Definir um preço para o carbono é uma política que fará a diferença, como parte de uma abordagem geral em que o objetivo é aumentar tanto a oferta quanto a procura por avanços na área da energia limpa. Menciono um largo leque de outras ideias no livro. Por exemplo, algo que os governos podem fazer para ampliar a oferta de inovação é expandir drasticamente o financiamento para I&D em energia limpa - eu recomendo um aumento de cinco vezes. Do lado da procura, além do preço do carbono, podem ser definidos níveis padrão para a quantidade de eletricidade ou combustível que têm de ser provenientes de fontes de zero carbono. Precisamos de inovação nas políticas, tanto quanto na tecnologia. Já vimos antes política e tecnologia a unirem -se para resolver grandes problemas. Conforme registo no livro, a poluição do ar é um ótimo exemplo; a Lei do Ar Limpo dos Estados Unidos fez um excelente trabalho a retirar gases tóxicos do ar. Outras soluções políticas incrivelmente eficazes nos Estados Unidos incluem a eletrificação rural, a expansão da segurança energética e o desencadeamento da recuperação económica depois da Grande Recessão de 2008. Agora, precisamos de transformar o QI da tecnologia e da política mundial de forma a eliminar as emissões. A minha equipa na Breakthrough Energy, a rede de iniciativas que fundei para acelerar a transição para a energia limpa, está a trabalhar arduamente para desenvolver e defender políticas ousadas que atinjam os objetivos climáticos mundiais.Cérebro da ‘tech’ serve muitas causas Bill Gates construiu um império que vale biliões no mundo da tecnologia, depois de ter fundado a Microsoft com Paul Allen.

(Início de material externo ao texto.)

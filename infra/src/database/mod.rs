//! Database module - MySQL implementations using SQLx
//!
//! - Connection pool management
//! - The MySQL revocation store

pub mod connection;
pub mod mysql;

#[cfg(test)]
mod tests;

// Re-export commonly used types
pub use connection::{DatabasePool, PoolStatistics};
pub use mysql::MySqlRevocationStore;
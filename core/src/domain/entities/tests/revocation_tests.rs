//! Unit tests for revocation entities

use chrono::{Duration, Utc};

use crate::domain::entities::revocation::NewRevocation;

#[test]
fn test_new_revocation_into_record() {
    let expires_at = Utc::now() + Duration::minutes(15);
    let revocation = NewRevocation::new(7, "1700000000abcdef", expires_at);
    let created_at = revocation.created_at;

    let record = revocation.into_record(3);

    assert_eq!(record.id, 3);
    assert_eq!(record.user_id, 7);
    assert_eq!(record.jti, "1700000000abcdef");
    assert_eq!(record.expires_at, expires_at);
    assert_eq!(record.created_at, created_at);
    assert!(!record.is_expired());
}

#[test]
fn test_record_expiry() {
    let record = NewRevocation::new(1, "jti", Utc::now() - Duration::seconds(5)).into_record(1);
    assert!(record.is_expired());
    assert!(!record.is_expired_at(record.expires_at));
    assert!(record.is_expired_at(record.expires_at + Duration::seconds(1)));
}
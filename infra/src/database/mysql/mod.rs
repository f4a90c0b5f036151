//! MySQL repository implementations

pub mod revocation_repository_impl;

#[cfg(test)]
mod tests;

pub use revocation_repository_impl::{validate_table_name, MySqlRevocationStore};
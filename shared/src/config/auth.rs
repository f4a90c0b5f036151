//! Token signing configuration

use serde::{Deserialize, Serialize};

const DEFAULT_SECRET: &str = "development-secret-please-change-in-production";

/// Configuration for issuing and validating session tokens
#[derive(Debug, Clone, Deserialize, Serialize)]
pub struct JwtConfig {
    /// Shared HMAC secret used to sign tokens
    pub secret: String,

    /// Issuer context written to the `iss` claim
    pub issuer: String,

    /// Token lifetime in seconds
    #[serde(default = "default_expire_seconds")]
    pub expire_seconds: i64,

    /// Seconds after issue at which clients should refresh
    #[serde(default = "default_renew_seconds")]
    pub renew_seconds: i64,
}

impl Default for JwtConfig {
    fn default() -> Self {
        Self {
            secret: String::from(DEFAULT_SECRET),
            issuer: String::from("jwt-manager"),
            expire_seconds: default_expire_seconds(),
            renew_seconds: default_renew_seconds(),
        }
    }
}

impl JwtConfig {
    /// Create a new configuration with secret and issuer
    pub fn new(secret: impl Into<String>, issuer: impl Into<String>) -> Self {
        Self {
            secret: secret.into(),
            issuer: issuer.into(),
            ..Default::default()
        }
    }

    /// Create from environment variables
    pub fn from_env() -> Self {
        let secret = std::env::var("JWT_SECRET")
            .unwrap_or_else(|_| DEFAULT_SECRET.to_string());
        let issuer = std::env::var("JWT_ISSUER")
            .unwrap_or_else(|_| "jwt-manager".to_string());
        let expire_seconds = std::env::var("JWT_EXPIRE_SECONDS")
            .unwrap_or_else(|_| "900".to_string())
            .parse()
            .unwrap_or(900);
        let renew_seconds = std::env::var("JWT_RENEW_SECONDS")
            .unwrap_or_else(|_| "300".to_string())
            .parse()
            .unwrap_or(300);

        Self {
            secret,
            issuer,
            expire_seconds,
            renew_seconds,
        }
    }

    /// Set token lifetime in seconds
    pub fn with_expire_seconds(mut self, seconds: i64) -> Self {
        self.expire_seconds = seconds;
        self
    }

    /// Set renewal window in seconds
    pub fn with_renew_seconds(mut self, seconds: i64) -> Self {
        self.renew_seconds = seconds;
        self
    }

    /// Check if using default secret (security warning)
    pub fn is_using_default_secret(&self) -> bool {
        self.secret == DEFAULT_SECRET
    }
}

fn default_expire_seconds() -> i64 {
    900 // 15 minutes
}

fn default_renew_seconds() -> i64 {
    300 // 5 minutes
}
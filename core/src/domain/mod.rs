//! Domain layer containing the token and revocation entities.

pub mod entities;

pub use entities::{claims, Claims, Header, NewRevocation, RevocationRecord, MAX_JTI_LENGTH};
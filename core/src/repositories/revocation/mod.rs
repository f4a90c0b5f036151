pub mod r#trait {
    pub use super::trait_::*;
}
#[path = "trait.rs"]
mod trait_;
pub mod memory;

pub use r#trait::RevocationStore;
pub use memory::InMemoryRevocationStore;
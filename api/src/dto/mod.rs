//! Request and response bodies

pub mod auth;

pub use auth::{LogoutResponse, SessionResponse};
pub use jm_shared::ErrorResponse;
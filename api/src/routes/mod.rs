//! Route handlers

pub mod auth;
pub mod health;
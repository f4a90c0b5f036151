//! Token manager module
//!
//! This module handles all token-related operations including:
//! - Canonical encoding of header and payload segments
//! - HMAC-SHA256 signing and signature verification
//! - Expiry and renewal-window checks
//! - Revocation through the injected `RevocationStore`

pub mod codec;
mod config;
mod manager;


pub use codec::{base64_url_decode, base64_url_encode, decode_payload};
pub use config::TokenManagerConfig;
pub use manager::TokenManager;
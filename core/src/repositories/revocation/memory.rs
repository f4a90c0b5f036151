//! In-memory implementation of RevocationStore

use async_trait::async_trait;
use chrono::{DateTime, Utc};
use std::collections::HashMap;
use std::sync::Arc;
use tokio::sync::RwLock;

use crate::domain::entities::revocation::{NewRevocation, RevocationRecord};
use crate::errors::DomainError;

use super::r#trait::RevocationStore;

#[derive(Default)]
struct Blacklist {
    records: HashMap<String, RevocationRecord>,
    last_id: u64,
}

/// Process-local revocation store, used for tests and single-instance setups
#[derive(Clone, Default)]
pub struct InMemoryRevocationStore {
    inner: Arc<RwLock<Blacklist>>,
}

impl InMemoryRevocationStore {
    /// Create a new empty store
    pub fn new() -> Self {
        Self::default()
    }

    /// Number of records currently held
    pub async fn len(&self) -> usize {
        self.inner.read().await.records.len()
    }

    pub async fn is_empty(&self) -> bool {
        self.len().await == 0
    }

    /// Snapshot of all records ordered by id
    pub async fn records(&self) -> Vec<RevocationRecord> {
        let blacklist = self.inner.read().await;
        let mut records: Vec<_> = blacklist.records.values().cloned().collect();
        records.sort_by_key(|record| record.id);
        records
    }
}

#[async_trait]
impl RevocationStore for InMemoryRevocationStore {
    async fn find_by_jti(&self, jti: &str) -> Result<Option<RevocationRecord>, DomainError> {
        let blacklist = self.inner.read().await;
        Ok(blacklist.records.get(jti).cloned())
    }

    async fn insert(&self, revocation: NewRevocation) -> Result<RevocationRecord, DomainError> {
        let mut blacklist = self.inner.write().await;

        if blacklist.records.contains_key(&revocation.jti) {
            return Err(DomainError::Validation {
                message: format!("Revocation already recorded for jti {}", revocation.jti),
            });
        }

        blacklist.last_id += 1;
        let record = revocation.into_record(blacklist.last_id);
        blacklist.records.insert(record.jti.clone(), record.clone());
        Ok(record)
    }

    async fn delete_expired(&self, now: DateTime<Utc>) -> Result<usize, DomainError> {
        let mut blacklist = self.inner.write().await;
        let initial_count = blacklist.records.len();

        blacklist.records.retain(|_, record| !record.is_expired_at(now));

        Ok(initial_count - blacklist.records.len())
    }
}
//! Authentication route handlers
//!
//! - Logout (token revocation)
//! - Session introspection

pub mod logout;
pub mod session;

use actix_web::web;

use crate::middleware::auth::JwtAuth;

/// Registers the `/auth` scope; every route requires a bearer token
pub fn configure(cfg: &mut web::ServiceConfig) {
    cfg.service(
        web::scope("/auth")
            .wrap(JwtAuth::new())
            .route("/logout", web::post().to(logout::logout))
            .route("/session", web::get().to(session::session)),
    );
}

Foi em 1975 que deram este passo, e seguiram convictos num futuro em que haveria "um computador em todas as áreas de trabalho de todas as casas", lê-se no site pessoal do empresário. Em 2014, abdicou do cargo de presidente e passou a conselheiro da empresa na área de tecnologia, além de pertencer ao conselho de administração.

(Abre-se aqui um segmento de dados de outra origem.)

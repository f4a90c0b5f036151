use serde::{Deserialize, Serialize};
use serde_json::{Map, Value};

use crate::middleware::auth::SessionContext;

#[derive(Debug, Clone, Serialize, Deserialize)]
pub struct LogoutResponse {
    pub message: String,
}

/// Body of `GET /api/v1/auth/session`
#[derive(Debug, Clone, Serialize, Deserialize)]
pub struct SessionResponse {
    pub subject: String,
    pub audience: Option<String>,
    pub issuer: Option<String>,
    pub jti: String,
    pub issued_at: i64,
    pub expires_at: i64,
    /// Renewal window has passed; the client should obtain a new token
    pub needs_refresh: bool,
    /// Every claim carried by the token, reserved ones included
    pub claims: Map<String, Value>,
}

impl From<&SessionContext> for SessionResponse {
    fn from(session: &SessionContext) -> Self {
        Self {
            subject: session.subject.clone(),
            audience: session.audience.clone(),
            issuer: session.issuer.clone(),
            jti: session.jti.clone(),
            issued_at: session.issued_at,
            expires_at: session.expires_at,
            needs_refresh: session.needs_refresh,
            claims: session.claims.as_map().clone(),
        }
    }
}
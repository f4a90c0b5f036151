pub mod revocation;

pub use revocation::{InMemoryRevocationStore, RevocationStore};
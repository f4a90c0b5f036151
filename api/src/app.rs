//! Application factory
//!
//! Builds the actix-web application around a shared [`SessionGuard`].

use std::sync::Arc;

use actix_web::{
    body::MessageBody,
    dev::{ServiceFactory, ServiceRequest, ServiceResponse},
    web, App, Error, HttpResponse,
};
use tracing_actix_web::TracingLogger;

use jm_shared::{error_codes, ErrorResponse};

use crate::middleware::auth::SessionGuard;
use crate::routes::{auth, health::health_check};

/// Create and configure the application
///
/// # Arguments
/// * `sessions` - Token manager behind the object-safe guard
pub fn create_app(
    sessions: Arc<dyn SessionGuard>,
) -> App<
    impl ServiceFactory<
        ServiceRequest,
        Config = (),
        Response = ServiceResponse<impl MessageBody>,
        Error = Error,
        InitError = (),
    >,
> {
    App::new()
        .app_data(web::Data::from(sessions))
        .wrap(TracingLogger::default())
        .route("/health", web::get().to(health_check))
        .service(web::scope("/api/v1").configure(auth::configure))
        .default_service(web::route().to(not_found))
}

/// Default 404 handler
async fn not_found() -> HttpResponse {
    HttpResponse::NotFound().json(ErrorResponse::new(
        error_codes::NOT_FOUND,
        "The requested resource was not found",
    ))
}
//! Token manager implementation

use chrono::{TimeZone, Utc};
use jsonwebtoken::{crypto, Algorithm, DecodingKey, EncodingKey};
use serde_json::{Map, Value};
use tracing::{debug, error, instrument, warn};
use uuid::Uuid;

use crate::domain::entities::revocation::{NewRevocation, MAX_JTI_LENGTH};
use crate::domain::entities::token::{claims, Claims, Header};
use crate::errors::{DomainError, DomainResult, TokenError};
use crate::repositories::RevocationStore;

use super::codec::{self, TokenParts};
use super::config::TokenManagerConfig;

/// Issues, validates and revokes HMAC-SHA256 session tokens
///
/// Each instance owns exactly one secret and issuer. Revocation state lives
/// in the injected store; the manager itself holds no mutable state.
pub struct TokenManager<S: RevocationStore> {
    store: S,
    config: TokenManagerConfig,
    encoding_key: EncodingKey,
    decoding_key: DecodingKey,
}

impl<S: RevocationStore> TokenManager<S> {
    /// Creates a new token manager
    ///
    /// # Arguments
    ///
    /// * `store` - Revocation store consulted on every validation
    /// * `config` - Secret, issuer and durations
    ///
    /// # Returns
    ///
    /// A new `TokenManager`, or `DomainError::Validation` when the
    /// configuration is unusable
    pub fn new(store: S, config: TokenManagerConfig) -> DomainResult<Self> {
        config.validate()?;

        let encoding_key = EncodingKey::from_secret(config.secret.as_bytes());
        let decoding_key = DecodingKey::from_secret(config.secret.as_bytes());

        Ok(Self {
            store,
            config,
            encoding_key,
            decoding_key,
        })
    }

    pub fn config(&self) -> &TokenManagerConfig {
        &self.config
    }

    pub fn store(&self) -> &S {
        &self.store
    }

    /// Configured token lifetime in seconds
    pub fn expire_seconds(&self) -> i64 {
        self.config.expire_seconds
    }

    /// Configured renewal window in seconds
    pub fn renew_seconds(&self) -> i64 {
        self.config.renew_seconds
    }

    pub fn issuer(&self) -> &str {
        &self.config.issuer
    }

    /// Mints a signed token
    ///
    /// Caller claims are applied first and the reserved claims (`aud`,
    /// `exp`, `iat`, `jti`, `iss`, `sub`) are written over them, so a caller
    /// can never override a reserved claim.
    ///
    /// # Arguments
    ///
    /// * `audience` - Value of `aud`
    /// * `subject` - Value of `sub`, may be empty
    /// * `extra_claims` - Additional claims merged into the payload
    ///
    /// # Returns
    ///
    /// * `Ok(String)` - `header.payload.signature`
    /// * `Err(DomainError)` - Encoding or signing failed
    #[instrument(skip(self, extra_claims))]
    pub fn generate(
        &self,
        audience: &str,
        subject: &str,
        extra_claims: Map<String, Value>,
    ) -> DomainResult<String> {
        let now = Utc::now().timestamp();
        let expires_at = now
            .checked_add(self.config.expire_seconds)
            .ok_or(TokenError::TokenGenerationFailed)?;

        let overridden = claims::RESERVED
            .iter()
            .filter(|name| extra_claims.contains_key(**name))
            .count();
        if overridden > 0 {
            debug!(overridden, "Reserved claims supplied by caller were overwritten");
        }

        let mut payload = Claims::new(extra_claims);
        payload.insert(claims::AUDIENCE, Value::from(audience));
        payload.insert(claims::EXPIRES_AT, Value::from(expires_at));
        payload.insert(claims::ISSUED_AT, Value::from(now));
        payload.insert(claims::TOKEN_ID, Value::from(Self::new_jti(now)));
        payload.insert(claims::ISSUER, Value::from(self.config.issuer.as_str()));
        payload.insert(claims::SUBJECT, Value::from(subject));

        let header = Self::encode_segment(&Header::default())?;
        let payload = Self::encode_segment(&payload)?;
        let signature = self.sign(&header, &payload)?;

        debug!("Issued token");
        Ok(format!("{}.{}.{}", header, payload, signature))
    }

    /// Checks structure, signature and revocation status of a token
    ///
    /// Expiry is not checked here; combine with [`Self::is_on_time`].
    ///
    /// # Returns
    ///
    /// * `Ok(true)` - Token is authentic and not revoked
    /// * `Err(DomainError::Token(_))` - Malformed, forged, lacking `jti` or revoked
    /// * `Err(DomainError::Internal)` - Revocation store unavailable
    #[instrument(skip(self, token))]
    pub async fn is_valid(&self, token: &str) -> DomainResult<bool> {
        if !codec::is_well_formed(token) {
            warn!("Rejected malformed token");
            return Err(TokenError::InvalidTokenFormat.into());
        }

        let parts = codec::split_token(token)?;
        self.verify_signature(&parts)?;

        let payload = codec::decode_claims(parts.payload)?;
        let jti = payload
            .jti()
            .ok_or_else(|| TokenError::missing_claim(claims::TOKEN_ID))?;

        let revoked = self.store.find_by_jti(jti).await.map_err(|e| {
            error!(jti = %jti, error = %e, "Revocation lookup failed");
            e
        })?;

        if revoked.is_some() {
            warn!(jti = %jti, "Rejected revoked token");
            return Err(TokenError::TokenRevoked.into());
        }

        debug!(jti = %jti, "Token is valid");
        Ok(true)
    }

    /// Permanently revokes a token
    ///
    /// The token must first pass [`Self::is_valid`], so revoking the same
    /// token twice fails the second time with `TokenRevoked`.
    ///
    /// # Returns
    ///
    /// * `Ok(true)` - Revocation durably recorded
    /// * `Err(TokenError::RevocationWriteFailed)` - The store rejected the insert
    #[instrument(skip(self, token))]
    pub async fn turn_invalid(&self, token: &str) -> DomainResult<bool> {
        self.is_valid(token).await?;

        let payload = self.decode_payload(token)?;
        let jti = payload
            .jti()
            .ok_or_else(|| TokenError::missing_claim(claims::TOKEN_ID))?;

        if jti.len() > MAX_JTI_LENGTH {
            return Err(TokenError::RevocationWriteFailed {
                message: format!("jti exceeds {} characters", MAX_JTI_LENGTH),
            }
            .into());
        }

        let exp = payload
            .exp()
            .ok_or_else(|| TokenError::missing_claim(claims::EXPIRES_AT))?;
        let expires_at = Utc.timestamp_opt(exp, 0).single().ok_or_else(|| {
            TokenError::RevocationWriteFailed {
                message: format!("exp {} is not a valid timestamp", exp),
            }
        })?;

        let user_id = payload.user_id().ok_or_else(|| TokenError::RevocationWriteFailed {
            message: "sub is not a numeric user id".to_string(),
        })?;

        let record = self
            .store
            .insert(NewRevocation::new(user_id, jti, expires_at))
            .await
            .map_err(|e| {
                error!(jti = %jti, error = %e, "Failed to record revocation");
                TokenError::RevocationWriteFailed {
                    message: e.to_string(),
                }
            })?;

        debug!(jti = %record.jti, id = record.id, "Token revoked");
        Ok(true)
    }

    /// Checks that the token has not expired
    ///
    /// # Returns
    ///
    /// * `Ok(true)` - Current time is not past `exp`
    /// * `Err(TokenError::MissingClaim)` - `iat` or `exp` absent or empty
    /// * `Err(TokenError::TokenExpired)` - Current time is past `exp`
    pub fn is_on_time(&self, token: &str) -> DomainResult<bool> {
        let payload = self.decode_payload(token)?;
        let (_, exp) = Self::issue_window(&payload)?;

        if Utc::now().timestamp() > exp {
            return Err(TokenError::TokenExpired.into());
        }

        Ok(true)
    }

    /// Whether the renewal window (`iat + renew_seconds`) has passed
    ///
    /// Does not fail on expiry.
    pub fn token_need_to_refresh(&self, token: &str) -> DomainResult<bool> {
        let payload = self.decode_payload(token)?;
        let (iat, _) = Self::issue_window(&payload)?;

        Ok(Utc::now().timestamp() > iat.saturating_add(self.config.renew_seconds))
    }

    /// Decodes the payload without signature or time verification
    pub fn decode_payload(&self, token: &str) -> DomainResult<Claims> {
        codec::decode_payload(token).map_err(DomainError::from)
    }

    /// Checks the store for a revoked token identifier
    pub async fn is_revoked(&self, jti: &str) -> DomainResult<bool> {
        self.store.is_revoked(jti).await
    }

    /// Removes revocation records for tokens that have expired anyway
    ///
    /// # Returns
    ///
    /// * `Ok(usize)` - Number of records removed
    #[instrument(skip(self))]
    pub async fn purge_expired_revocations(&self) -> DomainResult<usize> {
        let deleted = self.store.delete_expired(Utc::now()).await?;
        debug!(deleted, "Purged expired revocations");
        Ok(deleted)
    }

    fn issue_window(payload: &Claims) -> Result<(i64, i64), TokenError> {
        let iat = payload
            .iat()
            .ok_or_else(|| TokenError::missing_claim(claims::ISSUED_AT))?;
        let exp = payload
            .exp()
            .ok_or_else(|| TokenError::missing_claim(claims::EXPIRES_AT))?;
        Ok((iat, exp))
    }

    fn new_jti(issued_at: i64) -> String {
        format!("{}{}", issued_at, Uuid::new_v4().simple())
    }

    fn encode_segment<T: serde::Serialize>(value: &T) -> Result<String, TokenError> {
        serde_json::to_vec(value)
            .map(codec::base64_url_encode)
            .map_err(|_| TokenError::TokenGenerationFailed)
    }

    fn sign(&self, header: &str, payload: &str) -> Result<String, TokenError> {
        crypto::sign(
            codec::signing_input(header, payload).as_bytes(),
            &self.encoding_key,
            Algorithm::HS256,
        )
        .map_err(|_| TokenError::TokenGenerationFailed)
    }

    // Compared in canonical unpadded URL-safe form; one `=` of padding is tolerated.
    fn verify_signature(&self, parts: &TokenParts<'_>) -> Result<(), TokenError> {
        let signature = codec::normalize_signature(parts.signature);
        let verified = crypto::verify(
            &signature,
            parts.signing_input().as_bytes(),
            &self.decoding_key,
            Algorithm::HS256,
        )
        .unwrap_or(false);

        if verified {
            Ok(())
        } else {
            warn!("Rejected token with invalid signature");
            Err(TokenError::InvalidSignature)
        }
    }
}
//! Database connection pool management
//!
//! Wraps the SQLx MySQL pool that backs the revocation blacklist.

use sqlx::{
    mysql::{MySqlConnectOptions, MySqlPoolOptions},
    ConnectOptions, MySqlPool,
};
use std::str::FromStr;
use std::time::Duration;
use tracing::log::LevelFilter;

use crate::config::DatabaseConfig;
use crate::InfrastructureError;

/// Database connection pool wrapper
#[derive(Clone)]
pub struct DatabasePool {
    pool: MySqlPool,
    config: DatabaseConfig,
}

impl DatabasePool {
    /// Create a new database connection pool
    ///
    /// # Arguments
    /// * `config` - Database configuration settings
    ///
    /// # Returns
    /// * `Result<Self, InfrastructureError>` - Database pool or error
    pub async fn new(config: DatabaseConfig) -> Result<Self, InfrastructureError> {
        tracing::info!(
            max_connections = config.max_connections,
            "Creating database connection pool"
        );

        let connect_options = Self::connect_options(&config)?;

        let pool = Self::pool_options(&config)
            .connect_with(connect_options)
            .await
            .map_err(|e| {
                tracing::error!("Failed to create database pool: {}", e);
                InfrastructureError::Database(e)
            })?;

        tracing::info!("Database connection pool created");

        Ok(Self { pool, config })
    }

    /// Create a pool that connects on first use
    pub fn new_lazy(config: DatabaseConfig) -> Result<Self, InfrastructureError> {
        let connect_options = Self::connect_options(&config)?;
        let pool = Self::pool_options(&config).connect_lazy_with(connect_options);
        Ok(Self { pool, config })
    }

    fn connect_options(config: &DatabaseConfig) -> Result<MySqlConnectOptions, InfrastructureError> {
        let options = MySqlConnectOptions::from_str(&config.url)
            .map_err(|e| InfrastructureError::Config(format!("Invalid database URL: {}", e)))?;

        Ok(options
            .log_statements(LevelFilter::Debug)
            .log_slow_statements(LevelFilter::Warn, Duration::from_secs(1)))
    }

    fn pool_options(config: &DatabaseConfig) -> MySqlPoolOptions {
        MySqlPoolOptions::new()
            .max_connections(config.max_connections)
            .min_connections(1)
            .acquire_timeout(Duration::from_secs(config.connect_timeout))
            .idle_timeout(Duration::from_secs(600))
            .max_lifetime(Duration::from_secs(1800))
            .test_before_acquire(true)
    }

    /// Get a reference to the underlying SQLx pool
    pub fn get_pool(&self) -> &MySqlPool {
        &self.pool
    }

    /// Configuration used to create this pool
    pub fn config(&self) -> &DatabaseConfig {
        &self.config
    }

    /// Check if the database connection is healthy
    ///
    /// # Returns
    /// * `Result<bool, InfrastructureError>` - True if healthy, error otherwise
    pub async fn health_check(&self) -> Result<bool, InfrastructureError> {
        tracing::debug!("Performing database health check");

        let result = sqlx::query("SELECT 1")
            .fetch_one(&self.pool)
            .await
            .map_err(|e| {
                tracing::error!("Database health check failed: {}", e);
                InfrastructureError::Database(e)
            })?;

        let value: i64 = sqlx::Row::try_get(&result, 0).unwrap_or(0);

        if value == 1 {
            Ok(true)
        } else {
            tracing::warn!("Database health check returned unexpected value: {}", value);
            Ok(false)
        }
    }

    /// Get connection pool statistics
    pub fn get_statistics(&self) -> PoolStatistics {
        PoolStatistics {
            connections: self.pool.size(),
            idle_connections: self.pool.num_idle(),
            max_connections: self.pool.options().get_max_connections(),
        }
    }

    /// Close all connections in the pool
    pub async fn close(&self) {
        tracing::info!("Closing database connection pool");
        self.pool.close().await;
    }
}

/// Connection pool statistics
#[derive(Debug, Clone)]
pub struct PoolStatistics {
    /// Total number of connections in the pool
    pub connections: u32,
    /// Number of idle connections
    pub idle_connections: usize,
    /// Maximum allowed connections
    pub max_connections: u32,
}

impl std::fmt::Display for PoolStatistics {
    fn fmt(&self, f: &mut std::fmt::Formatter<'_>) -> std::fmt::Result {
        write!(
            f,
            "Pool Stats: {}/{} connections ({} idle)",
            self.connections, self.max_connections, self.idle_connections
        )
    }
}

Agora, o maior foco do bilionário é outro: tem despendido uma fatia considerável da sua fortuna, de cerca de 136 mil milhões de dólares, que o torna o terceiro homem mais rico do mundo, nos projetos que desenvolve através da fundação que criou com a mulher em 2000, a Bill & Melinda Gates Foundation. A fundação tem feito esforços para erradicar doenças como a poliomielite nos países menos desenvolvidos, através de campanhas de vacinação, tendo em 2010 prometido dedicar 10 mil milhões de dólares ao longo de uma década para este fim. A mesma entidade também tem sido ativa na procura de soluções de saneamento que previnam mortes nos países menos desenvolvidos. Mais recentemente, em 2017, a fundação destinou 300 milhões de dólares para ajudar agricultores na Ásia e em África a lidar com as alterações climáticas. 2021 iniciou-se com a publicação do livro em que Gates partilha a sua visão sobre os desafios ambientais: "Como Evitar um Desastre Climático: as Soluções que Temos e as Inovações Necessárias".